[DRBD-user] what's the correct procedure for promoting secondary to primary (when primary is down)?

Lonni J Friedman netllama at gmail.com
Fri Sep 21 18:23:32 CEST 2012

Note: "permalinks" may not be as permanent as we would like,
direct links of old sources may well be a few messages off.


On Fri, Sep 21, 2012 at 7:51 AM, Felix Frank <ff at mpexnet.de> wrote:
> Hi,
>
> the scenario is really very common and requires no action aside from
> those documented everywhere.
>
> On 09/21/2012 04:17 PM, Lonni J Friedman wrote:
>> I'm trying to do a proof of concept, in which I was attempting to
>> synthetically simulate the failure of the primary.   I did this by
>> bringing down the network interface on the primary.  Prior to doing
>> that, drbd-overview reported everything as being in sync
>> (UpToDate/UpToDate).
>
> Then after pulling the plug - what does drbd-overview tell you now?
> What's your local disk state (on the secondary)?
>
> I suspect it's no longer UpToDate. If you wonder why it's not, please
> examine the kernel logs on your secondary.

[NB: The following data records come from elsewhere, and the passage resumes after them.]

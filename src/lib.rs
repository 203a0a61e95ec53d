pub use config::{Config, Stage, Step};
pub use delaunay::{BowyerWatson, Triangulation};
pub use error::TriangulationError;
pub use math::{BBox, Circumcircle, CoordType, DelaunayMath, COLLINEAR_TOLERANCE};
pub use mesh::{Edge, Mesh, Provenance, Triangle, TriangleKey, Vertex, VertexId};
pub use supra::{SupraTriangle, DEFAULT_MARGIN, MIN_MARGIN};

use geo_types::Point;

mod config;
mod delaunay;
mod error;
mod math;
mod mesh;
mod supra;

/// Triangulate `points` with the default configuration.
pub fn triangulate<T>(points: &[Point<T>]) -> Result<Triangulation<T>, TriangulationError>
where
    T: CoordType,
{
    Triangulation::triangulate(points)
}

/// Triangulate `points` with an explicit configuration.
pub fn triangulate_with<T>(
    points: &[Point<T>],
    config: Config<'_, T>,
) -> Result<Triangulation<T>, TriangulationError>
where
    T: CoordType,
{
    Triangulation::triangulate_with(points, config)
}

All state changes are usually
> logged and explained. Fell free to share them if they are not helpful on
> their own.

I suspect you're right.  I think what happened is that I was fumbling
around through different drbdadm commands in an attempt to find the
right combination & ordering to get this working, and likely made a
huge mess of things.

This time, I took special care to note exactly what I was doing, and I
believe that I've found a series of steps that does the right thing:
drbdadm primary r0	# run on secondary to promote to primary
drbdadm secondary r0	# run on (original) primary to demote to secondary
drbdadm invalidate r0	# run on (new) secondary
drbdadm connect r0	# run on (new) secondary

At least, that has accomplished what I was trying to do all along, and
everything currently reports as UpToDate/UpToDate.